Stored items:
________________

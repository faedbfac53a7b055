//! Storage layer for contactbook.
//!
//! This module provides `SQLite`-based persistent storage for contacts,
//! with create/read/replace/delete by identifier.

pub mod migrations;
pub mod schema;

use std::path::{Path, PathBuf};

use rusqlite::{params, Connection, OptionalExtension};
use tracing::{debug, info};

use crate::contact::{Contact, ContactFields};
use crate::error::{Error, Result};

use self::schema::CONTACT_COLUMNS;

/// Persistent collection of contacts.
///
/// Every method runs a single statement (or one transaction for
/// [`ContactStore::insert_many`]), so each write is atomic on its own.
/// Nothing coordinates writes across calls: concurrent replaces of the same
/// contact are last-write-wins.
#[derive(Debug)]
pub struct ContactStore {
    /// Path to the database file.
    path: PathBuf,
    /// Database connection.
    conn: Connection,
}

impl ContactStore {
    /// Open or create a contact database at the given path.
    ///
    /// Creates the parent directories and database file if they don't exist.
    ///
    /// # Errors
    ///
    /// Returns an error if the database cannot be opened or schema initialization fails.
    pub fn open(path: impl AsRef<Path>) -> Result<Self> {
        let path = path.as_ref().to_path_buf();

        if let Some(parent) = path.parent() {
            if !parent.as_os_str().is_empty() && !parent.exists() {
                std::fs::create_dir_all(parent).map_err(|source| Error::DirectoryCreate {
                    path: parent.to_path_buf(),
                    source,
                })?;
            }
        }

        debug!("Opening contact database at {}", path.display());
        let conn = Connection::open(&path).map_err(|source| Error::DatabaseOpen {
            path: path.clone(),
            source,
        })?;

        conn.execute_batch("PRAGMA journal_mode=WAL; PRAGMA synchronous=NORMAL;")?;
        migrations::initialize_schema(&conn)?;

        info!("Contact database opened at {}", path.display());
        Ok(Self { path, conn })
    }

    /// Create an in-memory store, used by tests and throwaway servers.
    ///
    /// # Errors
    ///
    /// Returns an error if the in-memory database cannot be created.
    pub fn open_in_memory() -> Result<Self> {
        let conn = Connection::open_in_memory().map_err(|source| Error::DatabaseOpen {
            path: PathBuf::from(":memory:"),
            source,
        })?;

        migrations::initialize_schema(&conn)?;

        Ok(Self {
            path: PathBuf::from(":memory:"),
            conn,
        })
    }

    /// Get the path to the database file.
    #[must_use]
    pub fn path(&self) -> &Path {
        &self.path
    }

    /// Insert a new contact and return it with its assigned identifier.
    ///
    /// # Errors
    ///
    /// Returns an error if the database operation fails.
    pub fn insert(&self, fields: &ContactFields) -> Result<Contact> {
        let id = Self::insert_on(&self.conn, fields)?;
        debug!("Inserted contact {}", id);
        Ok(Contact::new(id, fields.clone()))
    }

    /// Insert several contacts in one transaction.
    ///
    /// Either every contact is stored or none is. Returns how many were
    /// inserted.
    ///
    /// # Errors
    ///
    /// Returns an error if the database operation fails.
    pub fn insert_many(&self, batch: &[ContactFields]) -> Result<usize> {
        let tx = self.conn.unchecked_transaction()?;
        for fields in batch {
            Self::insert_on(&tx, fields)?;
        }
        tx.commit()?;
        debug!("Inserted {} contacts", batch.len());
        Ok(batch.len())
    }

    fn insert_on(conn: &Connection, fields: &ContactFields) -> Result<i64> {
        conn.execute(
            r"
            INSERT INTO contacts (first_name, last_name, email, phone, company, job_title)
            VALUES (?1, ?2, ?3, ?4, ?5, ?6)
            ",
            params![
                fields.first_name,
                fields.last_name,
                fields.email,
                fields.phone,
                fields.company,
                fields.job_title,
            ],
        )?;
        Ok(conn.last_insert_rowid())
    }

    /// Get every contact in store order (ascending identifier).
    ///
    /// # Errors
    ///
    /// Returns an error if the database operation fails.
    pub fn list(&self) -> Result<Vec<Contact>> {
        let mut stmt = self
            .conn
            .prepare(&format!("SELECT {CONTACT_COLUMNS} FROM contacts ORDER BY id ASC"))?;

        let contacts = stmt
            .query_map([], Self::row_to_contact)?
            .collect::<std::result::Result<Vec<_>, _>>()?;

        Ok(contacts)
    }

    /// Get a contact by its identifier.
    ///
    /// # Errors
    ///
    /// Returns an error if the database operation fails.
    pub fn get(&self, id: i64) -> Result<Option<Contact>> {
        let result = self
            .conn
            .query_row(
                &format!("SELECT {CONTACT_COLUMNS} FROM contacts WHERE id = ?1"),
                [id],
                Self::row_to_contact,
            )
            .optional()?;
        Ok(result)
    }

    /// Replace every field of an existing contact.
    ///
    /// Fields absent from `fields` are cleared. Returns the contact as stored
    /// after the update, or `None` if no contact has this identifier.
    ///
    /// # Errors
    ///
    /// Returns an error if the database operation fails.
    pub fn replace(&self, id: i64, fields: &ContactFields) -> Result<Option<Contact>> {
        let affected = self.conn.execute(
            r"
            UPDATE contacts
            SET first_name = ?2, last_name = ?3, email = ?4,
                phone = ?5, company = ?6, job_title = ?7
            WHERE id = ?1
            ",
            params![
                id,
                fields.first_name,
                fields.last_name,
                fields.email,
                fields.phone,
                fields.company,
                fields.job_title,
            ],
        )?;

        if affected == 0 {
            debug!("No contact {} to replace", id);
            return Ok(None);
        }
        self.get(id)
    }

    /// Delete a contact by identifier.
    ///
    /// Returns `true` if a contact was deleted, `false` if not found.
    ///
    /// # Errors
    ///
    /// Returns an error if the database operation fails.
    pub fn delete(&self, id: i64) -> Result<bool> {
        let affected = self
            .conn
            .execute("DELETE FROM contacts WHERE id = ?1", [id])?;
        Ok(affected > 0)
    }

    /// Count stored contacts.
    ///
    /// # Errors
    ///
    /// Returns an error if the database operation fails.
    pub fn count(&self) -> Result<i64> {
        let count: i64 = self
            .conn
            .query_row("SELECT COUNT(*) FROM contacts", [], |row| row.get(0))?;
        Ok(count)
    }

    /// Convert a database row to a Contact.
    fn row_to_contact(row: &rusqlite::Row) -> rusqlite::Result<Contact> {
        Ok(Contact {
            id: row.get(0)?,
            fields: ContactFields {
                first_name: row.get(1)?,
                last_name: row.get(2)?,
                email: row.get(3)?,
                phone: row.get(4)?,
                company: row.get(5)?,
                job_title: row.get(6)?,
            },
        })
    }
}
//! `SQLite` schema definitions for contactbook.
//!
//! This module contains the SQL statements for creating and managing
//! the database schema.

/// SQL statement to create the contacts table.
///
/// `AUTOINCREMENT` keeps identifiers of deleted contacts from being reused.
pub const CREATE_CONTACTS_TABLE: &str = r"
CREATE TABLE IF NOT EXISTS contacts (
    id INTEGER PRIMARY KEY AUTOINCREMENT,
    first_name TEXT,
    last_name TEXT,
    email TEXT,
    phone TEXT,
    company TEXT,
    job_title TEXT
)
";

/// SQL statement to create the metadata table for storing key-value pairs.
pub const CREATE_METADATA_TABLE: &str = r"
CREATE TABLE IF NOT EXISTS metadata (
    key TEXT PRIMARY KEY,
    value TEXT NOT NULL
)
";

/// All schema creation statements in order.
pub const SCHEMA_STATEMENTS: &[&str] = &[CREATE_CONTACTS_TABLE, CREATE_METADATA_TABLE];

/// Column list shared by every contact `SELECT`, in `row_to_contact` order.
pub const CONTACT_COLUMNS: &str = "id, first_name, last_name, email, phone, company, job_title";

#[cfg(test)]
mod tests {
    use super::*;

    #[test]
    fn test_schema_statements_not_empty() {
        assert!(!SCHEMA_STATEMENTS.is_empty());
        for stmt in SCHEMA_STATEMENTS {
            assert!(!stmt.is_empty());
        }
    }

    #[test]
    fn test_create_contacts_table_contains_required_columns() {
        assert!(CREATE_CONTACTS_TABLE.contains("id INTEGER PRIMARY KEY AUTOINCREMENT"));
        for column in CONTACT_COLUMNS.split(", ").skip(1) {
            assert!(
                CREATE_CONTACTS_TABLE.contains(&format!("{column} TEXT")),
                "missing column {column}"
            );
        }
    }

    #[test]
    fn test_create_metadata_table_structure() {
        assert!(CREATE_METADATA_TABLE.contains("key TEXT PRIMARY KEY"));
        assert!(CREATE_METADATA_TABLE.contains("value TEXT NOT NULL"));
    }
}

________________

◆ TRY IT: Repeat every line of the data word for word until you have repeated the line that contains "on its own.", which is the last one to include.

◆ RESPONSE BELOW:
repository faedbfac53a7b055
//! Storage layer for contactbook.
//!
//! This module provides `SQLite`-based persistent storage for contacts,
//! with create/read/replace/delete by identifier.

pub mod migrations;
pub mod schema;

use std::path::{Path, PathBuf};

use rusqlite::{params, Connection, OptionalExtension};
use tracing::{debug, info};

use crate::contact::{Contact, ContactFields};
use crate::error::{Error, Result};

use self::schema::CONTACT_COLUMNS;

/// Persistent collection of contacts.
///
/// Every method runs a single statement (or one transaction for
/// [`ContactStore::insert_many`]), so each write is atomic on its own.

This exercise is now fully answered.